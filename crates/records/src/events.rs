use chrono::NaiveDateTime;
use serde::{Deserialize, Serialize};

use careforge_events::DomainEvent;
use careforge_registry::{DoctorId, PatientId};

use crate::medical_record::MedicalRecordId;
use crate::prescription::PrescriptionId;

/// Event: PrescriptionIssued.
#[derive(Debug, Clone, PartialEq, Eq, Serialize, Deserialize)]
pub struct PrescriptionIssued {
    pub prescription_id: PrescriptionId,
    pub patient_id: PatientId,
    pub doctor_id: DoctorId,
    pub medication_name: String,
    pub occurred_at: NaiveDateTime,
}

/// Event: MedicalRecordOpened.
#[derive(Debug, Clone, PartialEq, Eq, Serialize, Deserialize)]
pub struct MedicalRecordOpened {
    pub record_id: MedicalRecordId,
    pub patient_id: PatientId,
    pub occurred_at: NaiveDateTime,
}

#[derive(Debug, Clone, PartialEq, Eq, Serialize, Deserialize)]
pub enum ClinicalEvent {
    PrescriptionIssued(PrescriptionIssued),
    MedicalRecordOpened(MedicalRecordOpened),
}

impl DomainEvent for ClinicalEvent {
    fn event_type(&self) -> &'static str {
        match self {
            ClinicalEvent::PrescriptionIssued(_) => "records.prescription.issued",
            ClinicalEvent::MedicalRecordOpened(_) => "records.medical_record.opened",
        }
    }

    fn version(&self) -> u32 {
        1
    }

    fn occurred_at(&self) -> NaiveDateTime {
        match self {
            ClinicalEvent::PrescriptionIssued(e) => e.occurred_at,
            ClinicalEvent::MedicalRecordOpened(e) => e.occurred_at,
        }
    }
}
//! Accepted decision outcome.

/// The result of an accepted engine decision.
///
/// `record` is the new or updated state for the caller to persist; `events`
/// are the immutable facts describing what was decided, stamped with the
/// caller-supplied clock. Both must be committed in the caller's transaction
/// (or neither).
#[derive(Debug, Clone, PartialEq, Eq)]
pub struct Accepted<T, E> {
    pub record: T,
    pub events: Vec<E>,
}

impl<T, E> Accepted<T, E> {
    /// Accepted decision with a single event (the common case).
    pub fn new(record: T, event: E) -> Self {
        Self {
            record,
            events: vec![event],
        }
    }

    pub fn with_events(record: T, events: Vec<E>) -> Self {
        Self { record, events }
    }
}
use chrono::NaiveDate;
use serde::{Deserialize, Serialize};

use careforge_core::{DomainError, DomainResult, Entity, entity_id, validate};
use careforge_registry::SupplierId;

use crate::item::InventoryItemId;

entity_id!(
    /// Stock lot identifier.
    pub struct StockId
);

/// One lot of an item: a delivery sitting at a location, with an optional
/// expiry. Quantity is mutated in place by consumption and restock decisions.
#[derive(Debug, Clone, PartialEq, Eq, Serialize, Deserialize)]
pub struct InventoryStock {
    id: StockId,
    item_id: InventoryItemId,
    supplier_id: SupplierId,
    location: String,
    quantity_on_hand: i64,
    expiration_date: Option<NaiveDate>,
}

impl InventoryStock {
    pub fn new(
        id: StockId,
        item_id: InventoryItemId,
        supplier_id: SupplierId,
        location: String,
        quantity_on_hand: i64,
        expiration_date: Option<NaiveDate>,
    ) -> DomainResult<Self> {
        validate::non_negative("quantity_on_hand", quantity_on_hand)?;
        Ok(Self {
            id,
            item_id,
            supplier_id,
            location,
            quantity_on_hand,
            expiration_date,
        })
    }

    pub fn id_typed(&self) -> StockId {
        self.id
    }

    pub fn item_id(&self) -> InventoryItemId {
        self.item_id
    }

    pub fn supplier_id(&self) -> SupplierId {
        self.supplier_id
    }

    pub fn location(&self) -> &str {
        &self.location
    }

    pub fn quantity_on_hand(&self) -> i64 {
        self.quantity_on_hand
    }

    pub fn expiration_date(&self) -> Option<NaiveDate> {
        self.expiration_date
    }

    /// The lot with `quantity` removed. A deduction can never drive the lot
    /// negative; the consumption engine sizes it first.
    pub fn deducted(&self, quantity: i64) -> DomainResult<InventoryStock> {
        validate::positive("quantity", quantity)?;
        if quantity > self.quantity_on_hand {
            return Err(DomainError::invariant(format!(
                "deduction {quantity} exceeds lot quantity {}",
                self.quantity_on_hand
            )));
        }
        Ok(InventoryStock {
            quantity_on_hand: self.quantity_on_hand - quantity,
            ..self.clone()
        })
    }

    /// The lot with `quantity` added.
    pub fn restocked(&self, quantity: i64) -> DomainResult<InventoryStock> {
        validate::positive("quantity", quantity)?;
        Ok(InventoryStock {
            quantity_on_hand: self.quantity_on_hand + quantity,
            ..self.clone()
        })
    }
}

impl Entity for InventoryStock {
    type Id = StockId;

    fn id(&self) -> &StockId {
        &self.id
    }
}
==
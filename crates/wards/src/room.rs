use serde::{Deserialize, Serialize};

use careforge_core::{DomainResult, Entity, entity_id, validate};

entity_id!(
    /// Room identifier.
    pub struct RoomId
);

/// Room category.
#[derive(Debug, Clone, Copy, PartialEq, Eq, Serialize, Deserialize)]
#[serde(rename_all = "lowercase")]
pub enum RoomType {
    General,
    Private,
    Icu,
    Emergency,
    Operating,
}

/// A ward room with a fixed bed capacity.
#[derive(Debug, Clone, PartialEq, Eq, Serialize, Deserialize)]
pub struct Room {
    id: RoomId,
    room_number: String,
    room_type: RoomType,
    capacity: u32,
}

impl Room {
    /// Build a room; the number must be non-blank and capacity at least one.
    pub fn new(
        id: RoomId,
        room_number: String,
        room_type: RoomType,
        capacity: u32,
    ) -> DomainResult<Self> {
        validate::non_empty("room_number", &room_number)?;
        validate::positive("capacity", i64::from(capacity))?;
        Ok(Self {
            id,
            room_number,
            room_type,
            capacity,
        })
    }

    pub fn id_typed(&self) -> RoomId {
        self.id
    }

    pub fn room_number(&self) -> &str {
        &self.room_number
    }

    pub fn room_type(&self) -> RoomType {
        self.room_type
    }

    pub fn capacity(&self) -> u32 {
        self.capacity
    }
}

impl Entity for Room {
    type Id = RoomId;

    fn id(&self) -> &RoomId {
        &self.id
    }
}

• Activity
Check each line of the entries for "NaiveDateTime" and copy those that have it.

• Task solution
use chrono::NaiveDateTime;
    pub occurred_at: NaiveDateTime,
    pub occurred_at: NaiveDateTime,
    fn occurred_at(&self) -> NaiveDateTime {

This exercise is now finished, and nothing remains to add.